- About this task
Search the material for the word "SegmentPolicy" and report each line where it turns up.

- Given records
//! Admission configuration resolver.
//!
//! [`AdmissionConfig`] is an immutable snapshot of every threshold the
//! admission pipeline consults. It is resolved once at process start from
//! `LEADGATE_*` environment variables and shared by reference afterwards.
//! Resolution never fails: absent or malformed settings fall back to the
//! documented defaults.

use std::collections::{BTreeMap, BTreeSet};

use serde::Serialize;

/// Default lower bound on render-to-submit time.
pub const DEFAULT_MIN_ELAPSED_MS: u64 = 2_000;
/// Default upper bound on render-to-submit time (one hour).
pub const DEFAULT_MAX_ELAPSED_MS: u64 = 3_600_000;
/// Default minimum number of client-side interactions.
pub const DEFAULT_MIN_INTERACTIONS: u64 = 2;
/// Default decoy field names.
pub const DEFAULT_DECOY_FIELDS: [&str; 3] = ["website", "phone", "company"];
/// Default telemetry ring capacity.
pub const DEFAULT_TELEMETRY_CAPACITY: usize = 1_000;
/// Default number of records returned as `recent` in stats.
pub const DEFAULT_TELEMETRY_RECENT: usize = 50;
/// Minimum attribute length for segments that require one.
pub const DEFAULT_ATTRIBUTE_MIN_LEN: usize = 2;

/// Thresholds for a single admission evaluation.
#[derive(Debug, Clone, PartialEq, Eq, Serialize)]
pub struct AdmissionConfig {
    /// Submissions faster than this are rejected as `TOO_FAST`.
    pub min_elapsed_ms: u64,
    /// Submissions slower than this are rejected as `TOO_SLOW`.
    pub max_elapsed_ms: u64,
    /// Minimum client-side interaction count.
    pub min_interaction_count: u64,
    /// Whether a focus event on the primary input is mandatory.
    pub require_focus_event: bool,
    /// Whether pointer movement is mandatory.
    pub require_pointer_movement: bool,
    /// Whether decoy fields are checked at all.
    pub honeypot_enabled: bool,
    /// Field names that a human never fills.
    pub decoy_field_names: BTreeSet<String>,
    /// Verbosity of the per-decision log line.
    pub logging: DetectionLogging,
    /// Registration policy per audience segment.
    pub segments: BTreeMap<String, SegmentPolicy>,
    /// Telemetry ring capacity.
    pub telemetry_capacity: usize,
    /// Number of records reported as `recent` by stats.
    pub telemetry_recent: usize,
}

/// Logging settings for admission decisions.
#[derive(Debug, Clone, Copy, PartialEq, Eq, Serialize)]
pub struct DetectionLogging {
    /// Emit a log line per decision.
    pub enabled: bool,
    /// Level used for rejection lines. Admissions are logged only at `Info`.
    pub level: DetectionLogLevel,
}

/// Log level for rejection lines.
#[derive(Debug, Clone, Copy, PartialEq, Eq, Serialize)]
#[serde(rename_all = "lowercase")]
pub enum DetectionLogLevel {
    Info,
    Warn,
    Error,
}

impl DetectionLogLevel {
    fn parse(value: &str) -> Option<Self> {
        match value.trim().to_ascii_lowercase().as_str() {
            "info" => Some(Self::Info),
            "warn" | "warning" => Some(Self::Warn),
            "error" => Some(Self::Error),
            _ => None,
        }
    }
}

/// How a segment accepts registrations.
#[derive(Debug, Clone, PartialEq, Eq, Serialize)]
pub struct SegmentPolicy {
    /// Registry list id. `None` means the segment is accepted by the form but
    /// has no downstream target.
    pub list_id: Option<u64>,
    /// Whether `segmentAttribute` is mandatory.
    pub requires_attribute: bool,
    /// Minimum trimmed attribute length when required.
    pub attribute_min_len: usize,
    /// Registry attribute key the segment attribute is stored under.
    pub attribute_key: String,
    /// Whether a personalized document follows a successful registration.
    pub delivers_document: bool,
}

impl SegmentPolicy {
    /// Built-in defaults: `vets` registers a clinic and receives the
    /// personalized guide, everything else registers an email only.
    fn builtin(name: &str) -> Self {
        let professional = name == "vets";
        Self {
            list_id: None,
            requires_attribute: professional,
            attribute_min_len: DEFAULT_ATTRIBUTE_MIN_LEN,
            attribute_key: if professional {
                "CLINIC_NAME".to_owned()
            } else {
                "ORGANIZATION".to_owned()
            },
            delivers_document: professional,
        }
    }
}

impl Default for AdmissionConfig {
    fn default() -> Self {
        Self::from_lookup(|_| None)
    }
}

impl AdmissionConfig {
    /// Resolve the configuration from the process environment.
    ///
    /// Environment variables:
    /// - `LEADGATE_MIN_FORM_TIME_MS` (default: `2000`)
    /// - `LEADGATE_MAX_FORM_TIME_MS` (default: `3600000`)
    /// - `LEADGATE_MIN_INTERACTIONS` (default: `2`)
    /// - `LEADGATE_REQUIRE_FOCUS`, `LEADGATE_REQUIRE_POINTER`,
    ///   `LEADGATE_HONEYPOT_ENABLED` (default: `true`)
    /// - `LEADGATE_DECOY_FIELDS`: comma list (default: `website,phone,company`)
    /// - `LEADGATE_DETECTION_LOGGING` (default: `true`)
    /// - `LEADGATE_DETECTION_LOG_LEVEL`: `info`, `warn`, `error` (default: `warn`)
    /// - `LEADGATE_TELEMETRY_CAPACITY` (default: `1000`)
    /// - `LEADGATE_TELEMETRY_RECENT` (default: `50`)
    /// - `LEADGATE_SEGMENTS`: comma list (default: `tutors,vets`)
    /// - `LEADGATE_SEGMENT_<NAME>_LIST_ID`, `..._REQUIRES_ATTRIBUTE`,
    ///   `..._ATTRIBUTE_KEY`, `..._DELIVERS_DOCUMENT`
    #[must_use]
    pub fn from_env() -> Self {
        Self::from_lookup(|key| std::env::var(key).ok())
    }

    /// Resolve the configuration from an arbitrary key lookup.
    #[must_use]
    pub fn from_lookup<F>(lookup: F) -> Self
    where
        F: Fn(&str) -> Option<String>,
    {
        let number = |key: &str, default: u64| -> u64 {
            lookup(key)
                .and_then(|v| v.trim().parse().ok())
                .unwrap_or(default)
        };
        let flag = |key: &str, default: bool| -> bool {
            lookup(key).map_or(default, |v| {
                let v = v.trim().to_ascii_lowercase();
                if default {
                    v != "false" && v != "0"
                } else {
                    v == "true" || v == "1"
                }
            })
        };

        let decoy_field_names = lookup("LEADGATE_DECOY_FIELDS")
            .map(|v| split_list(&v))
            .filter(|names| !names.is_empty())
            .unwrap_or_else(|| DEFAULT_DECOY_FIELDS.iter().map(|s| (*s).to_owned()).collect());

        let segment_names = lookup("LEADGATE_SEGMENTS")
            .map(|v| split_list(&v))
            .filter(|names| !names.is_empty())
            .unwrap_or_else(|| ["tutors", "vets"].iter().map(|s| (*s).to_owned()).collect());

        let segments = segment_names
            .into_iter()
            .map(|name| {
                let prefix = format!("LEADGATE_SEGMENT_{}", env_key(&name));
                let builtin = SegmentPolicy::builtin(&name);
                let policy = SegmentPolicy {
                    list_id: lookup(&format!("{prefix}_LIST_ID"))
                        .and_then(|v| v.trim().parse().ok()),
                    requires_attribute: flag(
                        &format!("{prefix}_REQUIRES_ATTRIBUTE"),
                        builtin.requires_attribute,
                    ),
                    attribute_min_len: builtin.attribute_min_len,
                    attribute_key: lookup(&format!("{prefix}_ATTRIBUTE_KEY"))
                        .map(|v| v.trim().to_owned())
                        .filter(|v| !v.is_empty())
                        .unwrap_or(builtin.attribute_key),
                    delivers_document: flag(
                        &format!("{prefix}_DELIVERS_DOCUMENT"),
                        builtin.delivers_document,
                    ),
                };
                (name, policy)
            })
            .collect();

        let capacity = usize::try_from(number(
            "LEADGATE_TELEMETRY_CAPACITY",
            DEFAULT_TELEMETRY_CAPACITY as u64,
        ))
        .unwrap_or(DEFAULT_TELEMETRY_CAPACITY);
        let recent = usize::try_from(number(
            "LEADGATE_TELEMETRY_RECENT",
            DEFAULT_TELEMETRY_RECENT as u64,
        ))
        .unwrap_or(DEFAULT_TELEMETRY_RECENT);

        Self {
            min_elapsed_ms: number("LEADGATE_MIN_FORM_TIME_MS", DEFAULT_MIN_ELAPSED_MS),
            max_elapsed_ms: number("LEADGATE_MAX_FORM_TIME_MS", DEFAULT_MAX_ELAPSED_MS),
            min_interaction_count: number("LEADGATE_MIN_INTERACTIONS", DEFAULT_MIN_INTERACTIONS),
            require_focus_event: flag("LEADGATE_REQUIRE_FOCUS", true),
            require_pointer_movement: flag("LEADGATE_REQUIRE_POINTER", true),
            honeypot_enabled: flag("LEADGATE_HONEYPOT_ENABLED", true),
            decoy_field_names,
            logging: DetectionLogging {
                enabled: flag("LEADGATE_DETECTION_LOGGING", true),
                level: lookup("LEADGATE_DETECTION_LOG_LEVEL")
                    .and_then(|v| DetectionLogLevel::parse(&v))
                    .unwrap_or(DetectionLogLevel::Warn),
            },
            segments,
            telemetry_capacity: if capacity == 0 { DEFAULT_TELEMETRY_CAPACITY } else { capacity },
            telemetry_recent: recent,
        }
    }

    /// Look up the policy for a segment.
    #[must_use]
    pub fn segment(&self, name: &str) -> Option<&SegmentPolicy> {
        self.segments.get(name)
    }
}

/// Split a comma list into trimmed, non-empty entries.
fn split_list(value: &str) -> BTreeSet<String> {
    value
        .split(',')
        .map(str::trim)
        .filter(|s| !s.is_empty())
        .map(str::to_owned)
        .collect()
}

/// Segment name as it appears inside an environment variable name.
fn env_key(name: &str) -> String {
    name.chars()
        .map(|c| {
            if c.is_ascii_alphanumeric() {
                c.to_ascii_uppercase()
            } else {
                '_'
            }
        })
        .collect()
}
//! Brevo contact registry and transactional mailer.
//!
//! Both talk to the Brevo v3 REST API with the `api-key` header. Provider
//! response bodies are kept in the returned errors for server-side logs and
//! are never forwarded to HTTP clients.

use std::collections::BTreeMap;
use std::time::Duration;

use base64::Engine;
use serde_json::{Value, json};

use leadgate_core::document::DocumentMailer;
use leadgate_core::error::{DeliveryError, RegistryError};
use leadgate_core::registry::{ContactRegistry, Registration};

use crate::config::BrevoConfig;

/// Per-request timeout for Brevo calls.
const REQUEST_TIMEOUT: Duration = Duration::from_secs(10);
/// Brevo error code for an already-present contact.
const DUPLICATE_CODE: &str = "duplicate_parameter";
/// Subject line of the document email.
const DOCUMENT_SUBJECT: &str = "Seu material de apoio personalizado";

fn http_client() -> Result<reqwest::Client, reqwest::Error> {
    reqwest::Client::builder().timeout(REQUEST_TIMEOUT).build()
}

/// Registers contacts on Brevo lists.
pub struct BrevoContactRegistry {
    http: reqwest::Client,
    base_url: String,
    api_key: String,
}

impl BrevoContactRegistry {
    /// Build a registry client.
    ///
    /// # Errors
    ///
    /// Returns `RegistryError::NotConfigured` if the HTTP client cannot be
    /// built.
    pub fn new(config: &BrevoConfig) -> Result<Self, RegistryError> {
        let http = http_client().map_err(|e| RegistryError::NotConfigured {
            reason: format!("http client: {e}"),
        })?;
        Ok(Self {
            http,
            base_url: config.base_url.trim_end_matches('/').to_owned(),
            api_key: config.api_key.clone(),
        })
    }
}

/// JSON body for `POST /v3/contacts`.
fn contact_body(email: &str, list_id: u64, attributes: &BTreeMap<String, String>) -> Value {
    let mut body = json!({
        "email": email,
        "listIds": [list_id],
        "updateEnabled": false,
    });
    if !attributes.is_empty() {
        body["attributes"] = json!(attributes);
    }
    body
}

/// Whether a 400 body is Brevo's duplicate-contact answer.
fn is_duplicate(body: &str) -> bool {
    serde_json::from_str::<Value>(body)
        .ok()
        .and_then(|v| v.get("code").and_then(Value::as_str).map(|c| c == DUPLICATE_CODE))
        .unwrap_or(false)
}

/// Map a contact-creation response to a registration outcome.
fn classify(status: reqwest::StatusCode, body: String) -> Result<Registration, RegistryError> {
    if status.is_success() {
        return Ok(Registration::Created);
    }
    if status == reqwest::StatusCode::BAD_REQUEST && is_duplicate(&body) {
        return Ok(Registration::AlreadyExists);
    }
    Err(RegistryError::Provider {
        status: status.as_u16(),
        body,
    })
}

#[async_trait::async_trait]
impl ContactRegistry for BrevoContactRegistry {
    #[allow(clippy::unnecessary_literal_bound)]
    fn name(&self) -> &str {
        "brevo"
    }

    async fn register(
        &self,
        email: &str,
        list_id: u64,
        attributes: &BTreeMap<String, String>,
    ) -> Result<Registration, RegistryError> {
        let resp = self
            .http
            .post(format!("{}/v3/contacts", self.base_url))
            .header("api-key", &self.api_key)
            .json(&contact_body(email, list_id, attributes))
            .send()
            .await
            .map_err(|e| RegistryError::Transport {
                reason: e.to_string(),
            })?;

        let status = resp.status();
        if status.is_success() {
            return Ok(Registration::Created);
        }
        classify(status, resp.text().await.unwrap_or_default())
    }
}

impl std::fmt::Debug for BrevoContactRegistry {
    fn fmt(&self, f: &mut std::fmt::Formatter<'_>) -> std::fmt::Result {
        f.debug_struct("BrevoContactRegistry")
            .field("base_url", &self.base_url)
            .finish_non_exhaustive()
    }
}

/// Sends rendered documents as transactional email attachments.
pub struct BrevoDocumentMailer {
    http: reqwest::Client,
    base_url: String,
    api_key: String,
    sender_email: String,
    sender_name: String,
}

impl BrevoDocumentMailer {
    /// Build a mailer. Returns `None` when no sender address is configured.
    ///
    /// # Errors
    ///
    /// Returns `DeliveryError::Transport` if the HTTP client cannot be built.
    pub fn new(config: &BrevoConfig) -> Result<Option<Self>, DeliveryError> {
        let Some(sender_email) = config.sender_email.clone() else {
            return Ok(None);
        };
        let http = http_client().map_err(|e| DeliveryError::Transport {
            reason: format!("http client: {e}"),
        })?;
        Ok(Some(Self {
            http,
            base_url: config.base_url.trim_end_matches('/').to_owned(),
            api_key: config.api_key.clone(),
            sender_email,
            sender_name: config.sender_name.clone(),
        }))
    }

    fn email_body(&self, email: &str, recipient_name: &str, file_name: &str, document: &[u8]) -> Value {
        let content = base64::engine::general_purpose::STANDARD.encode(document);
        json!({
            "sender": { "name": self.sender_name, "email": self.sender_email },
            "to": [{ "email": email, "name": recipient_name }],
            "subject": DOCUMENT_SUBJECT,
            "htmlContent": format!(
                "<p>Olá, {}!</p><p>Segue em anexo o material personalizado.</p>",
                escape_html(recipient_name)
            ),
            "attachment": [{ "name": file_name, "content": content }],
        })
    }
}

fn escape_html(text: &str) -> String {
    let mut out = String::with_capacity(text.len());
    for c in text.chars() {
        match c {
            '&' => out.push_str("&amp;"),
            '<' => out.push_str("&lt;"),
            '>' => out.push_str("&gt;"),
            '"' => out.push_str("&quot;"),
            '\'' => out.push_str("&#39;"),
            other => out.push(other),
        }
    }
    out
}

#[async_trait::async_trait]
impl DocumentMailer for BrevoDocumentMailer {
    async fn deliver(
        &self,
        email: &str,
        recipient_name: &str,
        file_name: &str,
        document: &[u8],
    ) -> Result<(), DeliveryError> {
        let resp = self
            .http
            .post(format!("{}/v3/smtp/email", self.base_url))
            .header("api-key", &self.api_key)
            .json(&self.email_body(email, recipient_name, file_name, document))
            .send()
            .await
            .map_err(|e| DeliveryError::Transport {
                reason: e.to_string(),
            })?;

        let status = resp.status();
        if status.is_success() {
            return Ok(());
        }
        Err(DeliveryError::Provider {
            status: status.as_u16(),
            body: resp.text().await.unwrap_or_default(),
        })
    }
}

impl std::fmt::Debug for BrevoDocumentMailer {
    fn fmt(&self, f: &mut std::fmt::Formatter<'_>) -> std::fmt::Result {
        f.debug_struct("BrevoDocumentMailer")
            .field("base_url", &self.base_url)
            .field("sender_email", &self.sender_email)
            .finish_non_exhaustive()
    }
}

- Answer box
    pub segments: BTreeMap<String, SegmentPolicy>,
pub struct SegmentPolicy {
impl SegmentPolicy {
                let builtin = SegmentPolicy::builtin(&name);
                let policy = SegmentPolicy {
    pub fn segment(&self, name: &str) -> Option<&SegmentPolicy> {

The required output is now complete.